Wednesday, June 9, 2010

stories in stone

La Pedrera

Casa Milà, best known as La Pedrera— which is Catalan for 'the quarry', is one of Gaudí's best known buildings in Barcelona. The striated waves of stone were meant to house offices and apartments, but had trouble gaining tenants due to its unusual shape. I think I'd much prefer an oddly shaped room to a rectangle, but that's me. The iron vined balconies remind me of dripping lava— in fact there is something very lava-like about the whole building. I did a terrible sketch, and feeling slightly irritated, I was only able to last fifteen minutes in the line that stretched around the block to get inside La Pedrera before I left.

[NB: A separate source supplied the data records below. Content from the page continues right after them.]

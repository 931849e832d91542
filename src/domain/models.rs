use std::fmt;
use std::path::PathBuf;
use std::sync::Arc;
use std::sync::atomic::{AtomicBool, Ordering};

/// Why the classifier refused a file.
#[derive(Debug, Clone, Copy, PartialEq, Eq, Hash, PartialOrd, Ord)]
pub enum ExclusionReason {
    OutsideRoot,
    IgnoreRule,
    SensitiveRule,
    VcsIgnoreRule,
    Binary,
    Unreadable,
}

impl ExclusionReason {
    pub fn as_str(self) -> &'static str {
        match self {
            ExclusionReason::OutsideRoot => "excluded_outside_root",
            ExclusionReason::IgnoreRule => "excluded_ignore_always",
            ExclusionReason::SensitiveRule => "excluded_sensitive",
            ExclusionReason::VcsIgnoreRule => "excluded_gitignore",
            ExclusionReason::Binary => "excluded_binary",
            ExclusionReason::Unreadable => "unreadable",
        }
    }
}

impl fmt::Display for ExclusionReason {
    fn fmt(&self, f: &mut fmt::Formatter<'_>) -> fmt::Result {
        f.write_str(self.as_str())
    }
}

#[derive(Debug, Clone, PartialEq, Eq)]
pub struct Exclusion {
    pub reason: ExclusionReason,
    pub detail: String,
}

impl Exclusion {
    pub fn new(reason: ExclusionReason, detail: impl Into<String>) -> Self {
        Self {
            reason,
            detail: detail.into(),
        }
    }
}

/// One regular file discovered under the root.
#[derive(Debug, Clone, PartialEq, Eq)]
pub struct PathCandidate {
    /// Root-relative, `/`-separated.
    pub rel_path: String,
    pub abs_path: PathBuf,
    pub size_bytes: u64,
    pub is_hidden: bool,
    pub exclusion: Option<Exclusion>,
}

impl PathCandidate {
    pub fn is_excluded(&self) -> bool {
        self.exclusion.is_some()
    }
}

/// A named, priority-ranked group of files.
#[derive(Debug, Clone, PartialEq, Eq)]
pub struct Slice {
    pub name: String,
    pub include: Vec<String>,
    pub exclude: Vec<String>,
    pub priority: i32,
}

/// A candidate resolved against the enabled slices.
#[derive(Debug, Clone, PartialEq, Eq)]
pub struct SelectedFile {
    pub rel_path: String,
    pub abs_path: PathBuf,
    pub size_bytes: u64,
    pub is_hidden: bool,
    /// Member slice names, ascending.
    pub slices: Vec<String>,
    pub primary_slice: String,
    pub primary_priority: i32,
    pub exclusion: Option<Exclusion>,
}

#[derive(Debug, Clone, Default, PartialEq, Eq)]
pub struct Selection {
    pub included: Vec<SelectedFile>,
    pub dropped: Vec<SelectedFile>,
}

/// An included file after per-file truncation.
#[derive(Debug, Clone, PartialEq, Eq)]
pub struct FileEntry {
    pub rel_path: String,
    pub abs_path: PathBuf,
    pub slices: Vec<String>,
    pub primary_slice: String,
    pub priority: i32,
    pub original_lines: usize,
    pub original_bytes: u64,
    pub kept_lines: usize,
    pub kept_bytes: usize,
    pub truncated: bool,
    pub content: String,
}

#[derive(Debug, Clone, Copy, PartialEq, Eq, Hash, PartialOrd, Ord)]
pub enum DropReason {
    Excluded(ExclusionReason),
    InvalidEncoding,
    BudgetExceeded,
}

impl DropReason {
    pub fn as_str(self) -> &'static str {
        match self {
            DropReason::Excluded(reason) => reason.as_str(),
            DropReason::InvalidEncoding => "invalid_utf8",
            DropReason::BudgetExceeded => "budget_exceeded",
        }
    }
}

impl From<ExclusionReason> for DropReason {
    fn from(reason: ExclusionReason) -> Self {
        DropReason::Excluded(reason)
    }
}

impl fmt::Display for DropReason {
    fn fmt(&self, f: &mut fmt::Formatter<'_>) -> fmt::Result {
        f.write_str(self.as_str())
    }
}

#[derive(Debug, Clone, PartialEq, Eq)]
pub struct DroppedEntry {
    pub rel_path: String,
    pub slices: Vec<String>,
    pub primary_slice: String,
    pub reason: DropReason,
    pub detail: String,
}

/// Which files made it into the bundle, which did not, and why.
///
/// `included` and `dropped` partition the selection universe: every file
/// that belongs to at least one enabled slice is in exactly one of them.
#[derive(Debug, Clone, Default, PartialEq, Eq)]
pub struct Plan {
    pub profile: String,
    pub enabled_slices: Vec<String>,
    pub included: Vec<FileEntry>,
    pub dropped: Vec<DroppedEntry>,
    pub dropped_slices: Vec<String>,
    pub partial: bool,
    pub hard_cut: bool,
}

impl Plan {
    pub fn new(profile: impl Into<String>, enabled_slices: Vec<String>) -> Self {
        Self {
            profile: profile.into(),
            enabled_slices,
            ..Self::default()
        }
    }

    /// Included by priority desc then path; dropped by path. Also recomputes `partial`.
    pub fn normalize(&mut self) {
        self.included.sort_by(|a, b| {
            b.priority
                .cmp(&a.priority)
                .then_with(|| a.rel_path.cmp(&b.rel_path))
        });
        self.dropped.sort_by(|a, b| a.rel_path.cmp(&b.rel_path));
        self.partial = !self.dropped.is_empty() || self.hard_cut;
    }

    /// Enabled slices that have not been dropped for budget reasons.
    pub fn kept_slices(&self) -> Vec<&str> {
        self.enabled_slices
            .iter()
            .filter(|s| !self.dropped_slices.contains(s))
            .map(String::as_str)
            .collect()
    }
}

#[derive(Debug, Clone, Copy, PartialEq, Eq)]
pub struct Limits {
    pub max_chars: usize,
    pub per_file_max_lines: usize,
    pub per_file_max_bytes: usize,
}

/// Cooperative cancellation, polled between files and between budget steps.
#[derive(Debug, Clone, Default)]
pub struct CancelFlag(Arc<AtomicBool>);

impl CancelFlag {
    pub fn new() -> Self {
        Self::default()
    }

    pub fn cancel(&self) {
        self.0.store(true, Ordering::SeqCst);
    }

    pub fn is_cancelled(&self) -> bool {
        self.0.load(Ordering::SeqCst)
    }
}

Casa Amatller and Casa Batlló

Just a few steps down Passeig de Gracia stands another Gaudí, Casa Battló. I much prefer this narrow apartment building to La Pedrera for its colour, curves and illustrative quality. Casa Battló is a story; the story of Catalonia's patron saint, Saint George, and his slaying of a dragon. The balconies are skulls of the dead, and the green tiled undulating roof is the back of the beast with the turret/sword piercing its body. What a marvellous place to live!

Next door to this visceral beauty is the stunning Casa Amatller, designed by Puig i Cadafalch for chocolatier Antoni Amatller.


It's a fitting house for a chocolatier— I just love the bear by the door! Both buildings look like something out of a fairy tale. I wish I had sketched them, but the amount of tourists hovering around like flies was enough to make me keep moving.